Sur les chemins noirs de Sylvain Tesson
Promis si j'en réchappe, je parcours la France à pied, se jure Sylvain Tesson sur son lit d'hôpital, après sa chute d'un toit où, légèrement imbibé de boisson, il se croyait à tort le roi du monde en faisant le guignol. Un an après, à peu près réparé, colonne vertébrale cloutée et visage de travers, le voici sur les sentiers, pas n'importe lesquels, ceux qui, oubliés et mal entretenus, traversent les départements les plus ruraux de France, ces coins dont on dit qu'ils sont enclavés.... Haute-Provence, Aveyron, Haute-Loire et bien sûr cette chère Lozère. Adieu la Sibérie, la Mongolie, le Tibet, et toutes ces destinations lointaines, Sylvain Tesson rétrécit son champ de vision, baisse ses ambitions, mais vu qu'il a cotoyé de près la mort, arpenter ces chemins noirs, à raison quand même de 20 à 40 kilomètres par jour, ressemble bel et bien à une renaissance physique et morale.
L'affaire ressemblerait à un journal de voyage ou plutôt de randonnée de plus, essaimée de réflexions sur la France d'aujourd'hui,et de rencontres sympathiques ou pas, de pensées plus ou moins profondes sur l'existence. C'est compter sans le sens de l'humour indéniable du gars, et de la plume qui va avec. Un genre de Stevenson sans son âne quoi... très fort lui aussi pour épingler les travers de notre époque, pour peindre en quelques phrases un paysage ou rendre compte d'une conversation incongrue.

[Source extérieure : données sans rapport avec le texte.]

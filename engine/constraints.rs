//! Logical rules over symptom and disease flags.
//!
//! The checker validates a given (possibly partial) assignment against the
//! registered rules and reports every violation. It never searches for
//! satisfying assignments. `check_consistency` is a static pass over the rules
//! alone that detects a bounded set of contradiction patterns; a clean report
//! does not prove the rule set satisfiable.

use crate::belief::Response;
use crate::table::ProbabilityTable;
use ahash::{AHashMap, AHashSet};
use serde::Serialize;
use std::collections::{HashMap, VecDeque};
use std::fmt;
use thiserror::Error;

/// A (possibly partial) assignment of flags to symptom and disease names.
pub type Assignment = HashMap<String, Response>;

#[derive(Debug, Clone, PartialEq, Eq, Hash, Serialize)]
#[serde(tag = "relation", rename_all = "snake_case")]
pub enum Constraint {
    /// `cause = 1` requires `effect = 1`.
    Implication { cause: String, effect: String },
    /// `a` and `b` are never both 1.
    MutualExclusion { a: String, b: String },
    /// Asserting `disease = 1` requires `symptom = 1`.
    DiseaseRequires { disease: String, symptom: String },
}

impl fmt::Display for Constraint {
    fn fmt(&self, f: &mut fmt::Formatter<'_>) -> fmt::Result {
        match self {
            Constraint::Implication { cause, effect } => write!(f, "{cause} -> {effect}"),
            Constraint::MutualExclusion { a, b } => write!(f, "{a} XOR {b}"),
            Constraint::DiseaseRequires { disease, symptom } => {
                write!(f, "{disease} requires {symptom}")
            }
        }
    }
}

#[derive(Error, Debug, Clone, PartialEq, Eq)]
pub enum ValidationError {
    #[error("Symptom '{0}' not found in the probability table's symptom list.")]
    UnknownSymptom(String),
    #[error("Disease '{0}' not found in the probability table's disease list.")]
    UnknownDisease(String),
}

/// Result of checking one assignment.
#[derive(Debug, Clone, PartialEq, Eq)]
pub struct Verdict {
    pub is_valid: bool,
    /// One message per violated rule, in registration order.
    pub violations: Vec<String>,
}

/// Result of the static analysis of the rule set.
#[derive(Debug, Clone, PartialEq, Eq)]
pub struct ConsistencyReport {
    pub ok: bool,
    pub issues: Vec<String>,
}

#[derive(Debug, Clone)]
pub struct ConstraintChecker {
    symptoms: Vec<String>,
    known_symptoms: AHashSet<String>,
    known_diseases: AHashSet<String>,
    constraints: Vec<Constraint>,
}

impl ConstraintChecker {
    pub fn new(table: &ProbabilityTable) -> Self {
        Self {
            symptoms: table.symptoms().to_vec(),
            known_symptoms: table.symptoms().iter().cloned().collect(),
            known_diseases: table.diseases().iter().cloned().collect(),
            constraints: Vec::new(),
        }
    }

    pub fn constraints(&self) -> &[Constraint] {
        &self.constraints
    }

    pub fn len(&self) -> usize {
        self.constraints.len()
    }

    pub fn is_empty(&self) -> bool {
        self.constraints.is_empty()
    }

    fn require_symptom(&self, name: &str) -> Result<(), ValidationError> {
        if self.known_symptoms.contains(name) {
            Ok(())
        } else {
            Err(ValidationError::UnknownSymptom(name.to_string()))
        }
    }

    fn require_disease(&self, name: &str) -> Result<(), ValidationError> {
        if self.known_diseases.contains(name) {
            Ok(())
        } else {
            Err(ValidationError::UnknownDisease(name.to_string()))
        }
    }

    /// Registers a rule after checking that every name it mentions is known.
    /// A rejected rule leaves the existing list untouched.
    pub fn add(&mut self, constraint: Constraint) -> Result<(), ValidationError> {
        match &constraint {
            Constraint::Implication { cause, effect } => {
                self.require_symptom(cause)?;
                self.require_symptom(effect)?;
            }
            Constraint::MutualExclusion { a, b } => {
                self.require_symptom(a)?;
                self.require_symptom(b)?;
            }
            Constraint::DiseaseRequires { disease, symptom } => {
                self.require_disease(disease)?;
                self.require_symptom(symptom)?;
            }
        }
        log::info!("Added constraint: {constraint}");
        self.constraints.push(constraint);
        Ok(())
    }

    pub fn add_implication(&mut self, cause: &str, effect: &str) -> Result<(), ValidationError> {
        self.add(Constraint::Implication {
            cause: cause.to_string(),
            effect: effect.to_string(),
        })
    }

    pub fn add_exclusion(&mut self, a: &str, b: &str) -> Result<(), ValidationError> {
        self.add(Constraint::MutualExclusion {
            a: a.to_string(),
            b: b.to_string(),
        })
    }

    pub fn add_requirement(&mut self, disease: &str, symptom: &str) -> Result<(), ValidationError> {
        self.add(Constraint::DiseaseRequires {
            disease: disease.to_string(),
            symptom: symptom.to_string(),
        })
    }

    /// Checks an assignment against every rule and collects all violations.
    ///
    /// Keys that are neither known symptoms nor known diseases are ignored.
    /// Names missing from the assignment read as 0.
    pub fn check(&self, assignment: &Assignment) -> Verdict {
        let relevant: AHashMap<&str, i8> = assignment
            .iter()
            .filter(|(k, _)| self.known_symptoms.contains(*k) || self.known_diseases.contains(*k))
            .map(|(k, v)| (k.as_str(), v.flag()))
            .collect();
        if relevant.len() < assignment.len() {
            log::debug!(
                "Ignoring {} unrecognized assignment keys",
                assignment.len() - relevant.len()
            );
        }
        let flag = |name: &str| relevant.get(name).copied().unwrap_or(0);

        let mut violations = Vec::new();
        for constraint in &self.constraints {
            match constraint {
                Constraint::Implication { cause, effect } => {
                    if flag(cause.as_str()) == 1 && flag(effect.as_str()) == 0 {
                        violations.push(format!("Violation: {cause}=1 requires {effect}=1"));
                    }
                }
                Constraint::MutualExclusion { a, b } => {
                    if flag(a.as_str()) == 1 && flag(b.as_str()) == 1 {
                        violations.push(format!("Violation: {a} and {b} cannot both be 1"));
                    }
                }
                Constraint::DiseaseRequires { disease, symptom } => {
                    if flag(disease.as_str()) == 1 && flag(symptom.as_str()) == 0 {
                        violations.push(format!(
                            "Violation: disease {disease} requires symptom {symptom}=1"
                        ));
                    }
                }
            }
        }

        Verdict {
            is_valid: violations.is_empty(),
            violations,
        }
    }

    /// Static analysis of the registered rules.
    ///
    /// Detects:
    /// - an implication `x -> y` registered alongside an exclusion of `x` and `y`;
    /// - a symptom whose implication closure (cycles included) reaches both sides
    ///   of an exclusion, so it can never be 1;
    /// - a disease whose requirements can only be met by such a symptom, or
    ///   whose requirements together force an excluded pair.
    pub fn check_consistency(&self) -> ConsistencyReport {
        let mut implies: AHashMap<&str, Vec<&str>> = AHashMap::new();
        let mut exclusions: Vec<(&str, &str)> = Vec::new();
        let mut requirements: Vec<(&str, Vec<&str>)> = Vec::new();

        for constraint in &self.constraints {
            match constraint {
                Constraint::Implication { cause, effect } => {
                    implies
                        .entry(cause.as_str())
                        .or_default()
                        .push(effect.as_str());
                }
                Constraint::MutualExclusion { a, b } => exclusions.push((a.as_str(), b.as_str())),
                Constraint::DiseaseRequires { disease, symptom } => {
                    match requirements.iter_mut().find(|(d, _)| *d == disease.as_str()) {
                        Some((_, symptoms)) => symptoms.push(symptom.as_str()),
                        None => requirements.push((disease.as_str(), vec![symptom.as_str()])),
                    }
                }
            }
        }

        let excluded = |x: &str, y: &str| {
            exclusions
                .iter()
                .any(|&(a, b)| (a == x && b == y) || (a == y && b == x))
        };

        let mut issues = Vec::new();
        let mut never_present: AHashSet<&str> = AHashSet::new();

        for constraint in &self.constraints {
            match constraint {
                Constraint::Implication { cause, effect }
                    if excluded(cause.as_str(), effect.as_str()) =>
                {
                    issues.push(format!(
                        "Direct contradiction: {cause} -> {effect} is registered together with the mutual exclusion of {cause} and {effect}; {cause} can never be 1"
                    ));
                    never_present.insert(cause.as_str());
                }
                Constraint::MutualExclusion { a, b } if a == b => {
                    issues.push(format!(
                        "Mutual exclusion of {a} with itself means {a} can never be 1"
                    ));
                    never_present.insert(a.as_str());
                }
                _ => {}
            }
        }

        for symptom in &self.symptoms {
            let symptom = symptom.as_str();
            if never_present.contains(symptom) || !implies.contains_key(symptom) {
                continue;
            }
            let closure = implication_closure([symptom], &implies);
            if let Some((a, b)) = forced_exclusion(&closure.reached, &exclusions) {
                let cycle = if closure.cyclic {
                    " (through an implication cycle)"
                } else {
                    ""
                };
                issues.push(format!(
                    "{symptom} can never be 1: its implications{cycle} force both {a} and {b}, which are mutually exclusive"
                ));
                never_present.insert(symptom);
            }
        }

        for (disease, required) in &requirements {
            if let Some(blocked) = required.iter().find(|s| never_present.contains(**s)) {
                issues.push(format!(
                    "Disease {disease} requires {blocked}, which can never be 1; {disease} can only ever be 0"
                ));
                continue;
            }
            let closure = implication_closure(required.iter().copied(), &implies);
            if let Some((a, b)) = forced_exclusion(&closure.reached, &exclusions) {
                issues.push(format!(
                    "Disease {disease} requires symptoms that together force both {a} and {b}, which are mutually exclusive; {disease} can only ever be 0"
                ));
            }
        }

        if issues.is_empty() {
            log::debug!(
                "Consistency check passed for {} rules",
                self.constraints.len()
            );
        } else {
            for issue in &issues {
                log::warn!("Rule consistency issue: {issue}");
            }
        }

        ConsistencyReport {
            ok: issues.is_empty(),
            issues,
        }
    }
}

Le tout est ma foi très agréable, on y apprend pas mal de choses mine de rien, sans avoir l'impression que l'auteur nous fait la leçon... Et puis, masqué par un sérieux sens de l'auto-dérision, Sur les chemins noirs dresse le portrait d'un homme intelligent et drôle, fragile et courageux.
Ed Gallimard, 2016.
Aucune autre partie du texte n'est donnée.